━━━ Source material ━━━
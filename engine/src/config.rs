use std::path::{Path, PathBuf};
use std::time::Duration;
use std::{env, fs, io};

use serde::Deserialize;
use thiserror::Error;

use appview_types::ui::UiOptions;
use appview_types::{BaseUrlError, PathCreator};

/// Configuration loaded from `~/.appview/config.toml`.
///
/// ```toml
/// [app]
/// ascii_only = false
///
/// [dashboard]
/// base_url = "https://dashboard.example.com"
///
/// [source]
/// snapshot = "${HOME}/.appview/snapshot.json"
/// delay_ms = 250
/// ```
#[derive(Debug, Default, Deserialize)]
pub struct AppViewConfig {
    pub app: Option<AppConfig>,
    pub dashboard: Option<DashboardConfig>,
    pub source: Option<SourceConfig>,
}

#[derive(Debug, Error)]
pub enum ConfigError {
    #[error("failed to read config {}: {source}", path.display())]
    Read {
        path: PathBuf,
        #[source]
        source: io::Error,
    },
    #[error("failed to parse config {}: {source}", path.display())]
    Parse {
        path: PathBuf,
        #[source]
        source: toml::de::Error,
    },
}

impl ConfigError {
    pub fn path(&self) -> &Path {
        match self {
            ConfigError::Read { path, .. } | ConfigError::Parse { path, .. } => path,
        }
    }
}

#[derive(Debug, Default, Deserialize)]
pub struct AppConfig {
    /// Use ASCII-only glyphs for icons and the skeleton shimmer.
    #[serde(default)]
    pub ascii_only: bool,
    /// Enable a high-contrast color palette.
    #[serde(default)]
    pub high_contrast: bool,
    /// Disable the loading shimmer.
    #[serde(default)]
    pub reduced_motion: bool,
}

#[derive(Debug, Default, Deserialize)]
pub struct DashboardConfig {
    /// Origin that page links are resolved against. Links stay relative when unset.
    pub base_url: Option<String>,
    pub docs_url: Option<String>,
}

#[derive(Debug, Default, Deserialize)]
pub struct SourceConfig {
    /// Dashboard snapshot file. Supports `${VAR}` expansion.
    pub snapshot: Option<String>,
    /// Artificial latency for every query, in milliseconds.
    #[serde(default)]
    pub delay_ms: u64,
}

pub fn expand_env_vars(value: &str) -> String {
    let mut out = String::with_capacity(value.len());
    let mut rest = value;

    while let Some(start) = rest.find("${") {
        out.push_str(&rest[..start]);
        let after = &rest[start + 2..];
        match after.find('}') {
            Some(end) => {
                let var = &after[..end];
                if var.is_empty() {
                    out.push_str("${}");
                } else {
                    out.push_str(&env::var(var).unwrap_or_default());
                }
                rest = &after[end + 1..];
            }
            None => {
                // Unclosed reference stays literal.
                out.push_str(&rest[start..]);
                rest = "";
            }
        }
    }
    out.push_str(rest);

    out
}

impl AppViewConfig {
    pub fn load() -> Result<Option<Self>, ConfigError> {
        match config_path() {
            Some(path) => Self::load_from(&path),
            None => Ok(None),
        }
    }

    /// `Ok(None)` when the file does not exist.
    pub fn load_from(path: &Path) -> Result<Option<Self>, ConfigError> {
        if !path.exists() {
            return Ok(None);
        }

        let content = match fs::read_to_string(path) {
            Ok(content) => content,
            Err(err) => {
                tracing::warn!("Failed to read config at {:?}: {}", path, err);
                return Err(ConfigError::Read {
                    path: path.to_path_buf(),
                    source: err,
                });
            }
        };

        match toml::from_str(&content) {
            Ok(config) => Ok(Some(config)),
            Err(err) => {
                tracing::warn!("Failed to parse config at {:?}: {}", path, err);
                Err(ConfigError::Parse {
                    path: path.to_path_buf(),
                    source: err,
                })
            }
        }
    }

    #[must_use]
    pub fn ui_options(&self) -> UiOptions {
        self.app
            .as_ref()
            .map(|app| UiOptions {
                ascii_only: app.ascii_only,
                high_contrast: app.high_contrast,
                reduced_motion: app.reduced_motion,
            })
            .unwrap_or_default()
    }

    pub fn path_creator(&self) -> Result<PathCreator, BaseUrlError> {
        let mut paths = PathCreator::default();
        let Some(dashboard) = self.dashboard.as_ref() else {
            return Ok(paths);
        };
        if let Some(base) = dashboard.base_url.as_deref() {
            paths = paths.with_base(base)?;
        }
        if let Some(docs) = dashboard.docs_url.as_deref() {
            paths = paths.with_docs_url(docs);
        }
        Ok(paths)
    }

    /// Configured snapshot path, or `~/.appview/snapshot.json`.
    #[must_use]
    pub fn snapshot_path(&self) -> Option<PathBuf> {
        self.source
            .as_ref()
            .and_then(|source| source.snapshot.as_deref())
            .map(|raw| PathBuf::from(expand_env_vars(raw)))
            .or_else(default_snapshot_path)
    }

    #[must_use]
    pub fn query_delay(&self) -> Duration {
        Duration::from_millis(self.source.as_ref().map_or(0, |source| source.delay_ms))
    }
}

#[must_use]
pub fn config_dir() -> Option<PathBuf> {
    dirs::home_dir().map(|home| home.join(".appview"))
}

#[must_use]
pub fn config_path() -> Option<PathBuf> {
    config_dir().map(|dir| dir.join("config.toml"))
}

#[must_use]
pub fn default_snapshot_path() -> Option<PathBuf> {
    config_dir().map(|dir| dir.join("snapshot.json"))
}

#[cfg(test)]
mod tests {
    use std::path::PathBuf;
    use std::time::Duration;

    use super::{AppViewConfig, ConfigError, expand_env_vars};

    // expand_env_vars tests

    #[test]
    fn expand_env_vars_no_vars() {
        assert_eq!(expand_env_vars("hello world"), "hello world");
    }

    #[test]
    fn expand_env_vars_single_var() {
        unsafe {
            std::env::set_var("APPVIEW_TEST_SINGLE", "replaced");
        }
        assert_eq!(
            expand_env_vars("${APPVIEW_TEST_SINGLE}/snapshot.json"),
            "replaced/snapshot.json"
        );
    }

    #[test]
    fn expand_env_vars_missing_var_becomes_empty() {
        assert_eq!(expand_env_vars("a${APPVIEW_TEST_DEFINITELY_UNSET}b"), "ab");
    }

    #[test]
    fn expand_env_vars_unclosed_brace_preserved() {
        assert_eq!(expand_env_vars("path/${UNCLOSED"), "path/${UNCLOSED");
    }

    #[test]
    fn expand_env_vars_empty_var_name_preserved() {
        assert_eq!(expand_env_vars("x${}y"), "x${}y");
    }

    #[test]
    fn expand_env_vars_unicode_content() {
        unsafe {
            std::env::set_var("APPVIEW_TEST_UNICODE", "日本");
        }
        assert_eq!(expand_env_vars("→${APPVIEW_TEST_UNICODE}←"), "→日本←");
    }

    // loading tests

    #[test]
    fn missing_file_is_none() {
        let dir = tempfile::tempdir().unwrap();
        let loaded = AppViewConfig::load_from(&dir.path().join("config.toml")).unwrap();
        assert!(loaded.is_none());
    }

    #[test]
    fn full_config_parses() {
        let dir = tempfile::tempdir().unwrap();
        let path = dir.path().join("config.toml");
        std::fs::write(
            &path,
            r#"
[app]
ascii_only = true
reduced_motion = true

[dashboard]
base_url = "https://dashboard.example.com"
docs_url = "https://docs.example.com/apps"

[source]
snapshot = "/tmp/snapshot.json"
delay_ms = 250
"#,
        )
        .unwrap();

        let config = AppViewConfig::load_from(&path).unwrap().unwrap();
        let ui = config.ui_options();
        assert!(ui.ascii_only);
        assert!(!ui.high_contrast);
        assert!(ui.reduced_motion);
        assert_eq!(config.query_delay(), Duration::from_millis(250));
        assert_eq!(
            config.snapshot_path(),
            Some(PathBuf::from("/tmp/snapshot.json"))
        );

        let paths = config.path_creator().unwrap();
        assert_eq!(paths.apps_docs(), "https://docs.example.com/apps");
        assert_eq!(
            paths.create_app(&appview_types::EnvSlug::production()),
            "https://dashboard.example.com/env/production/apps/sync-new"
        );
    }

    #[test]
    fn empty_config_uses_defaults() {
        let config: AppViewConfig = toml::from_str("").unwrap();
        assert_eq!(config.ui_options(), Default::default());
        assert_eq!(config.query_delay(), Duration::ZERO);
        assert_eq!(
            config.path_creator().unwrap(),
            appview_types::PathCreator::default()
        );
    }

    #[test]
    fn invalid_base_url_is_reported() {
        let config: AppViewConfig = toml::from_str("[dashboard]\nbase_url = \"::nope\"").unwrap();
        assert!(config.path_creator().is_err());
    }

    #[test]
    fn parse_error_carries_path() {
        let dir = tempfile::tempdir().unwrap();
        let path = dir.path().join("config.toml");
        std::fs::write(&path, "invalid toml [").unwrap();
        let err = AppViewConfig::load_from(&path).unwrap_err();
        assert!(matches!(err, ConfigError::Parse { .. }));
        assert_eq!(err.path(), path.as_path());
    }
}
━━━
*What to work on:*
Wherever "UiOptions" occurs in the entries above, copy the line it sits on.

*Response area:*
use appview_types::ui::UiOptions;
    pub fn ui_options(&self) -> UiOptions {
            .map(|app| UiOptions {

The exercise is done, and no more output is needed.